En comparaison au modèle d’une industrie classique, la part investie dans la recherche et le développement est infime, voire inexistante en ce moment : les artistes confirmés assurent l’essentiel du chiffre d’affaire des majors. Ainsi, ils se permettent de coûter très cher car ils sont en position de force (frais d’enregistrement démesurés et frais de vie annexes pris en charge par le producteur). De plus, le système d’attribution des subventions intervient à tous les niveaux de la production (spectacles vivants, musique enregistrée) et profite beaucoup aux artistes les plus prisés. Les membres de jury des organismes de subventions, qui clament par ailleurs la transparence la plus totale dans leur choix des projets à soutenir, ne manquent pas de s’ajuster aux bonnes faveurs des subventions accordées à leurs structures de production personnelles. Cela reflète bien l’aspect irrationnel de ce marché, sclérosé par des professionnels de la rente, qui profitent d’un système subventionné sans objectivité. Les marges d’investissement pour des artistes débutants ne sont plus disponibles et l’innovation devient nulle.
C’est une des raisons qui contribuent au manque de vigueur de la puissance culturelle française sur le marché international de la musique. Mise à part quelques réussites (ex : Air, Daft Punk… qui chantent en anglais !) la France est peu présente sur le marché international comparée aux anglo-saxons. En effet, elle propose toujours les mêmes artistes ou les mêmes types de musique. Le système ne se renouvelle pas et la force de proposition culturelle française s’appauvrit un peu plus chaque année. Alors que faire pour sauver l’appareil culturel industriel et retrouver des perspectives ambitieuses ?

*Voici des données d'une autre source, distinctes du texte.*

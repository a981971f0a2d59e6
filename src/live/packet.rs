//! Engine.IO v4 and Socket.IO v5 text packet codec.
//!
//! An Engine.IO frame is a single type digit followed by its payload. A
//! Socket.IO packet rides inside an Engine.IO `message` frame and looks like
//! `<type>[/namespace,][ack id][json]`.

use serde::Deserialize;
use serde_json::Value;

use crate::error::{AdminError, Result};

pub const DEFAULT_NAMESPACE: &str = "/";

/// Handshake data sent with the Engine.IO `open` packet
#[derive(Debug, Clone, PartialEq, Eq, Deserialize)]
#[serde(rename_all = "camelCase")]
pub struct OpenInfo {
    pub sid: String,
    #[serde(default)]
    pub upgrades: Vec<String>,
    #[serde(default)]
    pub ping_interval: u64,
    #[serde(default)]
    pub ping_timeout: u64,
    #[serde(default)]
    pub max_payload: u64,
}

#[derive(Debug, Clone, PartialEq)]
pub enum EnginePacket {
    Open(OpenInfo),
    Close,
    Ping(String),
    Pong(String),
    Message(String),
    Upgrade,
    Noop,
}

impl EnginePacket {
    pub fn parse(frame: &str) -> Result<Self> {
        let mut chars = frame.chars();
        let kind = chars
            .next()
            .ok_or_else(|| AdminError::Protocol("empty engine.io frame".to_string()))?;
        let payload = chars.as_str();

        match kind {
            '0' => {
                let info = serde_json::from_str(payload)
                    .map_err(|e| AdminError::Protocol(format!("bad open packet: {}", e)))?;
                Ok(EnginePacket::Open(info))
            }
            '1' => Ok(EnginePacket::Close),
            '2' => Ok(EnginePacket::Ping(payload.to_string())),
            '3' => Ok(EnginePacket::Pong(payload.to_string())),
            '4' => Ok(EnginePacket::Message(payload.to_string())),
            '5' => Ok(EnginePacket::Upgrade),
            '6' => Ok(EnginePacket::Noop),
            other => Err(AdminError::Protocol(format!(
                "unknown engine.io packet type '{}'",
                other
            ))),
        }
    }

    pub fn encode(&self) -> String {
        match self {
            EnginePacket::Open(info) => format!("0{{\"sid\":{}}}", Value::String(info.sid.clone())),
            EnginePacket::Close => "1".to_string(),
            EnginePacket::Ping(data) => format!("2{}", data),
            EnginePacket::Pong(data) => format!("3{}", data),
            EnginePacket::Message(data) => format!("4{}", data),
            EnginePacket::Upgrade => "5".to_string(),
            EnginePacket::Noop => "6".to_string(),
        }
    }
}

#[derive(Debug, Clone, PartialEq)]
pub enum SocketPacket {
    Connect {
        namespace: String,
        data: Option<Value>,
    },
    Disconnect {
        namespace: String,
    },
    Event {
        namespace: String,
        id: Option<u64>,
        name: String,
        args: Vec<Value>,
    },
    Ack {
        namespace: String,
        id: u64,
        args: Vec<Value>,
    },
    ConnectError {
        namespace: String,
        data: Option<Value>,
    },
}

impl SocketPacket {
    /// Namespace CONNECT request sent by the client after the handshake
    pub fn connect(namespace: &str) -> Self {
        SocketPacket::Connect {
            namespace: namespace.to_string(),
            data: None,
        }
    }

    pub fn namespace(&self) -> &str {
        match self {
            SocketPacket::Connect { namespace, .. }
            | SocketPacket::Disconnect { namespace }
            | SocketPacket::Event { namespace, .. }
            | SocketPacket::Ack { namespace, .. }
            | SocketPacket::ConnectError { namespace, .. } => namespace,
        }
    }

    pub fn parse(packet: &str) -> Result<Self> {
        let mut chars = packet.chars();
        let kind = chars
            .next()
            .ok_or_else(|| AdminError::Protocol("empty socket.io packet".to_string()))?;
        let mut rest = chars.as_str();

        if kind == '5' || kind == '6' {
            return Err(AdminError::Protocol(
                "binary socket.io packets are not supported".to_string(),
            ));
        }

        let mut namespace = DEFAULT_NAMESPACE.to_string();
        if rest.starts_with('/') {
            match rest.find(',') {
                Some(comma) => {
                    namespace = rest[..comma].to_string();
                    rest = &rest[comma + 1..];
                }
                None => {
                    namespace = rest.to_string();
                    rest = "";
                }
            }
        }

        let id_len = rest.bytes().take_while(u8::is_ascii_digit).count();
        let id = if id_len > 0 {
            Some(
                rest[..id_len]
                    .parse::<u64>()
                    .map_err(|e| AdminError::Protocol(format!("bad ack id: {}", e)))?,
            )
        } else {
            None
        };
        rest = &rest[id_len..];

        let data = if rest.is_empty() {
            None
        } else {
            Some(
                serde_json::from_str::<Value>(rest)
                    .map_err(|e| AdminError::Protocol(format!("bad packet data: {}", e)))?,
            )
        };

        match kind {
            '0' => Ok(SocketPacket::Connect { namespace, data }),
            '1' => Ok(SocketPacket::Disconnect { namespace }),
            '2' => {
                let mut args = match data {
                    Some(Value::Array(args)) => args,
                    _ => {
                        return Err(AdminError::Protocol(
                            "event payload must be an array".to_string(),
                        ))
                    }
                };
                if args.is_empty() {
                    return Err(AdminError::Protocol("event without a name".to_string()));
                }
                let name = match args.remove(0) {
                    Value::String(name) => name,
                    other => {
                        return Err(AdminError::Protocol(format!(
                            "event name must be a string, got {}",
                            other
                        )))
                    }
                };
                Ok(SocketPacket::Event {
                    namespace,
                    id,
                    name,
                    args,
                })
            }
            '3' => {
                let id = id.ok_or_else(|| AdminError::Protocol("ack without an id".to_string()))?;
                let args = match data {
                    Some(Value::Array(args)) => args,
                    _ => Vec::new(),
                };
                Ok(SocketPacket::Ack {
                    namespace,
                    id,
                    args,
                })
            }
            '4' => Ok(SocketPacket::ConnectError { namespace, data }),
            other => Err(AdminError::Protocol(format!(
                "unknown socket.io packet type '{}'",
                other
            ))),
        }
    }

    pub fn encode(&self) -> String {
        let (kind, namespace) = match self {
            SocketPacket::Connect { namespace, .. } => ('0', namespace),
            SocketPacket::Disconnect { namespace } => ('1', namespace),
            SocketPacket::Event { namespace, .. } => ('2', namespace),
            SocketPacket::Ack { namespace, .. } => ('3', namespace),
            SocketPacket::ConnectError { namespace, .. } => ('4', namespace),
        };

        let mut out = String::new();
        out.push(kind);
        if namespace != DEFAULT_NAMESPACE {
            out.push_str(namespace);
            out.push(',');
        }

        match self {
            SocketPacket::Connect { data, .. } | SocketPacket::ConnectError { data, .. } => {
                if let Some(data) = data {
                    out.push_str(&data.to_string());
                }
            }
            SocketPacket::Disconnect { .. } => {}
            SocketPacket::Event { id, name, args, .. } => {
                if let Some(id) = id {
                    out.push_str(&id.to_string());
                }
                let mut array = Vec::with_capacity(args.len() + 1);
                array.push(Value::String(name.clone()));
                array.extend(args.iter().cloned());
                out.push_str(&Value::Array(array).to_string());
            }
            SocketPacket::Ack { id, args, .. } => {
                out.push_str(&id.to_string());
                out.push_str(&Value::Array(args.clone()).to_string());
            }
        }
        out
    }
}
use log::{info, warn};
use serde_json::json;
use std::sync::Mutex;

use crate::client::{ApiResponse, Transport};
use crate::error::Result;

pub const LOGIN_PAGE: &str = "/login";

/// Where the panel goes after the session ends
pub trait Navigator: Send + Sync {
    fn navigate(&self, location: &str);
}

/// Navigator for headless use: logs the redirect and remembers it
#[derive(Debug, Default)]
pub struct LogNavigator {
    last: Mutex<Option<String>>,
}

impl LogNavigator {
    pub fn new() -> Self {
        Self::default()
    }

    pub fn last_location(&self) -> Option<String> {
        self.last.lock().ok().and_then(|last| last.clone())
    }
}

impl Navigator for LogNavigator {
    fn navigate(&self, location: &str) {
        info!("Redirecting to {}", location);
        if let Ok(mut last) = self.last.lock() {
            *last = Some(location.to_string());
        }
    }
}

/// Sign in with username and password; the transport keeps the session cookie
pub async fn login(transport: &dyn Transport, username: &str, password: &str) -> Result<ApiResponse> {
    info!("Logging in as '{}'", username);
    let response = transport
        .post(
            LOGIN_PAGE,
            json!({"username": username, "password": password}),
        )
        .await?;
    if !response.ok {
        warn!("Login rejected for '{}'", username);
    }
    Ok(response)
}

/// End the session, then go to the login page whatever the server said
pub async fn logout(transport: &dyn Transport, navigator: &dyn Navigator) {
    match transport.post("/logout", json!({})).await {
        Ok(response) if !response.ok => warn!("Logout returned a non-success status"),
        Ok(_) => info!("Session terminated"),
        Err(e) => warn!("Logout request failed: {}", e),
    }
    navigator.navigate(LOGIN_PAGE);
}
use dirs::home_dir;
use log::{debug, error, info};
use serde::{Deserialize, Serialize};
use std::fs;
use std::path::{Path, PathBuf};

use crate::error::Result;

#[derive(Debug, Clone, PartialEq, Serialize, Deserialize)]
#[serde(default)]
pub struct AdminSettings {
    pub host: String,
    pub basic_auth: String,
    pub username: String,
    pub password: String,
    /// Per-request HTTP timeout. Unset means requests wait as long as the server takes.
    pub timeout_secs: Option<u64>,
    pub socket_path: String,
}

impl Default for AdminSettings {
    fn default() -> Self {
        Self {
            host: "http://127.0.0.1:5013".to_string(),
            basic_auth: String::new(),
            username: String::new(),
            password: String::new(),
            timeout_secs: None,
            socket_path: "/socket.io/".to_string(),
        }
    }
}

impl AdminSettings {
    /// Whether login credentials are configured
    pub fn has_credentials(&self) -> bool {
        !self.username.is_empty()
    }
}

/// Get configuration file path, creating `~/.srms` if needed
pub fn get_config_path() -> Option<PathBuf> {
    let mut path = home_dir()?;
    path.push(".srms");
    fs::create_dir_all(&path).ok();
    path.push("admin_config.json");
    Some(path)
}

/// Load settings from the default configuration file
pub fn load_settings() -> AdminSettings {
    match get_config_path() {
        Some(path) => load_settings_from(&path),
        None => {
            error!("Could not find home directory, using default settings");
            AdminSettings::default()
        }
    }
}

/// Load settings from a specific file, falling back to defaults
pub fn load_settings_from(path: &Path) -> AdminSettings {
    match fs::read_to_string(path) {
        Ok(contents) => serde_json::from_str(&contents).unwrap_or_else(|e| {
            error!("Failed to parse admin config {}: {}", path.display(), e);
            AdminSettings::default()
        }),
        Err(_) => {
            debug!("Admin config file {} not found, using defaults", path.display());
            AdminSettings::default()
        }
    }
}

/// Save settings to a specific file
pub fn save_settings_to(path: &Path, settings: &AdminSettings) -> Result<()> {
    let json = serde_json::to_string_pretty(settings)?;
    fs::write(path, json)?;
    info!("Admin settings saved to {}", path.display());
    Ok(())
}

/// Save settings to the default configuration file
pub fn save_settings(settings: &AdminSettings) -> Result<()> {
    let path = get_config_path().ok_or_else(|| {
        std::io::Error::new(std::io::ErrorKind::NotFound, "Could not find home directory")
    })?;
    save_settings_to(&path, settings)
}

Voici une tentative de réponse, probablement incomplète :
La chaine de production de la musique enregistrée est remise en question puisque des intermédiaires tels que les sociétés de pressage tendent à voir leur chiffre d’affaire s’effondrer avec le nombre de ventes de disques. Les majors auront tendances à se recentrer sur les artistes qui vendent le mieux à travers leur circuit de distribution traditionnelle alors qu’il est de moins en moins efficace. Il faudrait changer le mode de distribution de manière franche et coordonnée avec l’ensemble des majors. Elles devraient alors se désolidariser de leurs intermédiaires habituels condamnés de toute manière à devenir obsolètes.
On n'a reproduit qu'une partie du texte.